Крыжовенное варенье и чужие тайны - Калинина Вера - Страница 9
- Предыдущая
- 9/10
- Следующая
— Я не рада! Я оговорилась! — Тамара начала заламывать руки. — У меня словесное недержание! Мне врач говорил! Это болезнь!
— Впервые слышу про такую болезнь, — заметила Мила. — Но звучит убедительно.
— Это правда! — Тамара сделала шаг ко мне. — Полина Сергеевна, вы же верите мне?
— Я верю, что вы оговорились, — сказала я. — Но капитан Костин предпочтёт факты.
— Какие факты?
— Например, тот факт, что вы добавляли пектин в варенье, — тихо сказала Фаина.
Тамара открыла рот — и не издала ни звука. Выглядела она так, как будто кто-то внезапно дёрнул стоп-кран в её внутреннем монологе.
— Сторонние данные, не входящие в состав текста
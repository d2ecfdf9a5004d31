//! Duolink core data types
//!
//! This crate provides basic value types used by other Duolink crates.
//! Duolink users should not depend on this crate directly. Use `duolink::core` reexport instead.
#![no_std]

#[derive(Debug)]
#[cfg_attr(feature = "defmt", derive(defmt::Format))]
pub struct InvalidValue;

/// Identity of a worker core on the link
///
/// Worker identities are dense, starting from zero. The upper bound is fixed by the
/// link configuration, so the type only guards the raw encoding range.
#[derive(Debug, Copy, Clone, PartialEq, Eq, PartialOrd, Ord, Hash)]
#[cfg_attr(feature = "defmt", derive(defmt::Format))]
pub struct WorkerId(u8);

impl WorkerId {
    const MAX_VALUE: u8 = 0x7f;
    pub const MIN: WorkerId = WorkerId(0);
    pub const MAX: WorkerId = WorkerId(Self::MAX_VALUE);

    pub const fn new(value: u8) -> Option<Self> {
        if value <= Self::MAX_VALUE {
            Some(Self(value))
        } else {
            None
        }
    }

    pub const fn from_u8_truncating(value: u8) -> Self {
        Self(value & Self::MAX_VALUE)
    }

    pub const fn into_u8(self) -> u8 {
        self.0
    }

    pub const fn index(self) -> usize {
        self.0 as usize
    }
}

impl From<WorkerId> for u8 {
    fn from(value: WorkerId) -> Self {
        value.into_u8()
    }
}

impl From<WorkerId> for usize {
    fn from(value: WorkerId) -> Self {
        value.index()
    }
}

impl TryFrom<u8> for WorkerId {
    type Error = InvalidValue;

    fn try_from(value: u8) -> Result<Self, Self::Error> {
        Self::new(value).ok_or(InvalidValue)
    }
}

impl TryFrom<usize> for WorkerId {
    type Error = InvalidValue;

    fn try_from(value: usize) -> Result<Self, Self::Error> {
        let value = u8::try_from(value).map_err(|_| InvalidValue)?;
        Self::try_from(value)
    }
}

/// Logic level of a digital signal
#[derive(Debug, Copy, Clone, PartialEq, Eq)]
#[cfg_attr(feature = "defmt", derive(defmt::Format))]
pub enum Level {
    Low,
    High,
}

impl Level {
    pub const fn is_low(self) -> bool {
        matches!(self, Level::Low)
    }

    pub const fn is_high(self) -> bool {
        matches!(self, Level::High)
    }
}

impl From<bool> for Level {
    fn from(value: bool) -> Self {
        if value { Level::High } else { Level::Low }
    }
}

impl From<Level> for bool {
    fn from(value: Level) -> Self {
        value.is_high()
    }
}

/// Role of a shared buffer chunk
///
/// The controller produces setpoints, each worker produces its own measurement.
#[derive(Debug, Copy, Clone, PartialEq, Eq)]
#[cfg_attr(feature = "defmt", derive(defmt::Format))]
pub enum ChunkKind {
    Setpoint,
    Measurement,
}

/// Scheduling priority of a posted event
///
/// Interrupt-origin work always drains before normal work within a dispatch pass.
/// The numeric encoding orders higher priority first.
#[derive(Debug, Copy, Clone, PartialEq, Eq, PartialOrd, Ord)]
#[cfg_attr(feature = "defmt", derive(defmt::Format))]
#[repr(u8)]
pub enum Priority {
    Interrupt = 0,
    Normal = 1,
}

impl Priority {
    pub const MIN: Priority = Priority::Interrupt;
    pub const MAX: Priority = Priority::Normal;

    pub const fn try_from_u8(code: u8) -> Option<Priority> {
        match code {
            0 => Some(Priority::Interrupt),
            1 => Some(Priority::Normal),
            _ => None,
        }
    }

    pub const fn into_u8(self) -> u8 {
        self as u8
    }
}

impl From<Priority> for u8 {
    fn from(value: Priority) -> Self {
        value.into_u8()
    }
}

impl TryFrom<u8> for Priority {
    type Error = InvalidValue;

    fn try_from(value: u8) -> Result<Self, Self::Error> {
        Self::try_from_u8(value).ok_or(InvalidValue)
    }
}

#[cfg(test)]
mod tests {
    use super::*;

    #[test]
    fn test_worker_id_range() {
        assert_eq!(WorkerId::new(0), Some(WorkerId::MIN));
        assert_eq!(WorkerId::new(0x7f), Some(WorkerId::MAX));
        assert_eq!(WorkerId::new(0x80), None);
        assert_eq!(WorkerId::from_u8_truncating(0x81), WorkerId::new(1).unwrap());
    }

    #[test]
    fn test_worker_id_conversion() {
        let id = WorkerId::try_from(3usize).unwrap();
        assert_eq!(usize::from(id), 3);
        assert!(WorkerId::try_from(300usize).is_err());
        assert!(WorkerId::try_from(200u8).is_err());
    }

    #[test]
    fn test_level() {
        assert_eq!(Level::from(true), Level::High);
        assert!(Level::Low.is_low());
        assert!(!bool::from(Level::Low));
    }

    #[test]
    fn test_priority_order() {
        assert!(Priority::Interrupt < Priority::Normal);
        assert_eq!(Priority::try_from(1u8).unwrap(), Priority::Normal);
        assert!(Priority::try_from(2u8).is_err());
    }
}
— Какой пектин? — спросила Мила. — Пектин запрещён правилами фестиваля!
— Я ничего не говорю, — Фаина демонстративно отвернулась к окну. — Просто племянница видела. В мусорном ведре.
Тамара больше не пыталась оправдываться. Она села на стул, обхватила голову руками и замолчала. В комнате было тихо — только слышно, как хлопает форточка на сквозняке.
Мила подошла ко мне:
— Полина Сергеевна, вы знакомы с капитаном Костиным. Как вы думаете — это серьёзно? Её могут заподозрить?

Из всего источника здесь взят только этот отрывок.